(Extracted records)
■ ■ ■ ■
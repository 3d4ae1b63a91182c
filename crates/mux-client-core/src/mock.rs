//! Scripted in-memory transport for unit tests.

use std::sync::atomic::{AtomicBool, Ordering};
use std::sync::{Arc, Mutex, OnceLock};

use bytes::{Bytes, BytesMut};
use mux_proto::Headers;
use tokio::sync::mpsc;

use crate::authority::Authority;
use crate::event::{SessionEvent, SessionEvents, StreamEvent, StreamEvents};
use crate::transport::{
    Connector, StreamHandle, StreamSink, TransportError, TransportSession, TransportStream, Written,
};

/// How every stream opened on a mock session behaves.
#[derive(Debug, Clone)]
pub enum Script {
    /// Respond with `headers` and `chunks` regardless of the request.
    Respond { headers: Headers, chunks: Vec<Bytes> },
    /// Once the request is ended, respond with the bytes written.
    Echo,
    /// Never respond.
    Silent,
    /// Fail the stream with this error.
    Fail(TransportError),
}

#[derive(Clone)]
pub struct MockConnector {
    auto_connect: bool,
    ready_immediately: bool,
    stall_writes: bool,
    refuse_streams: bool,
    script: Script,
    sessions: Arc<Mutex<Vec<MockSession>>>,
}

impl MockConnector {
    /// Sessions connect as soon as they are created; streams stay silent.
    pub fn new() -> Self {
        Self::build(true, Script::Silent)
    }

    /// Sessions stay connecting until the test emits an event.
    pub fn manual() -> Self {
        Self::build(false, Script::Silent)
    }

    pub fn with_script(script: Script) -> Self {
        Self::build(true, script)
    }

    /// Streams get their id at open time instead of via a `Ready` event.
    pub fn ready_immediately(mut self) -> Self {
        self.ready_immediately = true;
        self
    }

    /// Writes are never accepted, as if the peer stopped reading.
    pub fn stall_writes(mut self) -> Self {
        self.stall_writes = true;
        self
    }

    /// Opening a stream fails as if the session closed in the meantime.
    pub fn refuse_streams(mut self) -> Self {
        self.refuse_streams = true;
        self
    }

    fn build(auto_connect: bool, script: Script) -> Self {
        Self {
            auto_connect,
            ready_immediately: false,
            stall_writes: false,
            refuse_streams: false,
            script,
            sessions: Arc::new(Mutex::new(Vec::new())),
        }
    }

    pub fn connect_count(&self) -> usize {
        self.sessions.lock().unwrap().len()
    }

    pub fn session(&self, index: usize) -> MockSession {
        self.sessions.lock().unwrap()[index].clone()
    }
}

impl Connector for MockConnector {
    type Session = MockSession;

    fn connect(&self, _authority: &Authority) -> (MockSession, SessionEvents) {
        let mut sessions = self.sessions.lock().unwrap();
        let (tx, rx) = mpsc::unbounded_channel();
        if self.auto_connect {
            let _ = tx.send(SessionEvent::Connected);
        }

        let session = MockSession {
            shared: Arc::new(SessionShared {
                serial: sessions.len(),
                closed: AtomicBool::new(false),
                events: tx,
                streams: Mutex::new(Vec::new()),
                script: self.script.clone(),
                ready_immediately: self.ready_immediately,
                stall_writes: self.stall_writes,
                refuse_streams: self.refuse_streams,
            }),
        };
        sessions.push(session.clone());
        (session, rx)
    }
}

#[derive(Clone)]
pub struct MockSession {
    shared: Arc<SessionShared>,
}

struct SessionShared {
    serial: usize,
    closed: AtomicBool,
    events: mpsc::UnboundedSender<SessionEvent>,
    streams: Mutex<Vec<Arc<Mutex<StreamLog>>>>,
    script: Script,
    ready_immediately: bool,
    stall_writes: bool,
    refuse_streams: bool,
}

/// What happened on one mock stream.
#[derive(Debug, Clone, Default)]
pub struct StreamLog {
    pub headers: Headers,
    pub written: BytesMut,
    pub ended: bool,
    pub closed: bool,
}

impl MockSession {
    pub fn serial(&self) -> usize {
        self.shared.serial
    }

    /// Deliver a session event as the transport would.
    pub fn emit(&self, event: SessionEvent) {
        if event.is_terminal() {
            self.shared.closed.store(true, Ordering::SeqCst);
        }
        let _ = self.shared.events.send(event);
    }

    pub fn stream_count(&self) -> usize {
        self.shared.streams.lock().unwrap().len()
    }

    pub fn stream_log(&self, index: usize) -> StreamLog {
        self.shared.streams.lock().unwrap()[index].lock().unwrap().clone()
    }
}

impl TransportSession for MockSession {
    type Stream = MockStream;

    fn open_stream(&self, headers: &Headers) -> Result<(MockStream, StreamEvents), TransportError> {
        if self.is_closed() || self.shared.refuse_streams {
            return Err(TransportError::NotConnected);
        }

        let log = Arc::new(Mutex::new(StreamLog {
            headers: headers.clone(),
            ..StreamLog::default()
        }));
        let id = {
            let mut streams = self.shared.streams.lock().unwrap();
            streams.push(Arc::clone(&log));
            (streams.len() as u64 - 1) * 4
        };

        let (tx, rx) = mpsc::unbounded_channel();
        let stream = MockStream {
            id: Arc::new(OnceLock::new()),
            log,
            events: tx.clone(),
            script: self.shared.script.clone(),
            stall_writes: self.shared.stall_writes,
        };

        if self.shared.ready_immediately {
            let _ = stream.id.set(id);
            play(&self.shared.script, &tx);
        } else {
            let cell = Arc::clone(&stream.id);
            let script = self.shared.script.clone();
            tokio::spawn(async move {
                tokio::task::yield_now().await;
                let _ = cell.set(id);
                let _ = tx.send(StreamEvent::Ready { id });
                play(&script, &tx);
            });
        }

        Ok((stream, rx))
    }

    fn destroy(&self) {
        self.shared.closed.store(true, Ordering::SeqCst);
    }

    fn is_closed(&self) -> bool {
        self.shared.closed.load(Ordering::SeqCst)
    }
}

/// Events a script produces as soon as the stream is usable.
fn play(script: &Script, tx: &mpsc::UnboundedSender<StreamEvent>) {
    match script {
        Script::Respond { headers, chunks } => {
            let _ = tx.send(StreamEvent::Response(headers.clone()));
            for chunk in chunks {
                let _ = tx.send(StreamEvent::Data(chunk.clone()));
            }
            let _ = tx.send(StreamEvent::Ended);
        }
        Script::Fail(err) => {
            let _ = tx.send(StreamEvent::Errored(err.clone()));
        }
        Script::Echo | Script::Silent => {}
    }
}

pub struct MockStream {
    id: Arc<OnceLock<u64>>,
    log: Arc<Mutex<StreamLog>>,
    events: mpsc::UnboundedSender<StreamEvent>,
    script: Script,
    stall_writes: bool,
}

impl StreamHandle for MockStream {
    fn id(&self) -> Option<u64> {
        self.id.get().copied()
    }

    fn close(&mut self) {
        self.log.lock().unwrap().closed = true;
    }

    fn is_closed(&self) -> bool {
        self.log.lock().unwrap().closed
    }
}

impl TransportStream for MockStream {
    type Sink = MockSink;

    fn sink(&mut self) -> MockSink {
        MockSink {
            log: Arc::clone(&self.log),
            events: self.events.clone(),
            script: self.script.clone(),
            stall_writes: self.stall_writes,
        }
    }
}

pub struct MockSink {
    log: Arc<Mutex<StreamLog>>,
    events: mpsc::UnboundedSender<StreamEvent>,
    script: Script,
    stall_writes: bool,
}

impl StreamSink for MockSink {
    fn write(&mut self, chunk: Bytes) -> Written {
        if self.stall_writes {
            return Box::pin(std::future::pending::<Result<(), TransportError>>());
        }
        let mut log = self.log.lock().unwrap();
        if log.closed || log.ended {
            return Box::pin(std::future::ready(Err(TransportError::StreamClosed)));
        }
        log.written.extend_from_slice(&chunk);
        Box::pin(std::future::ready(Ok(())))
    }

    fn end(&mut self) -> Result<(), TransportError> {
        let written = {
            let mut log = self.log.lock().unwrap();
            if log.closed {
                return Err(TransportError::StreamClosed);
            }
            log.ended = true;
            log.written.clone().freeze()
        };

        if let Script::Echo = self.script {
            let _ = self
                .events
                .send(StreamEvent::Response(Headers::from([(":status", "200")])));
            if !written.is_empty() {
                let _ = self.events.send(StreamEvent::Data(written));
            }
            let _ = self.events.send(StreamEvent::Ended);
        }
        Ok(())
    }
}

/// Let spawned tasks run until they block.
pub async fn settle() {
    for _ in 0..10 {
        tokio::task::yield_now().await;
    }
}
■ ■ ■ ■
Scan the entries above for the string "build", and copy every line where it turns up.

* [Result]
        Self::build(true, Script::Silent)
        Self::build(false, Script::Silent)
        Self::build(true, script)
    fn build(auto_connect: bool, script: Script) -> Self {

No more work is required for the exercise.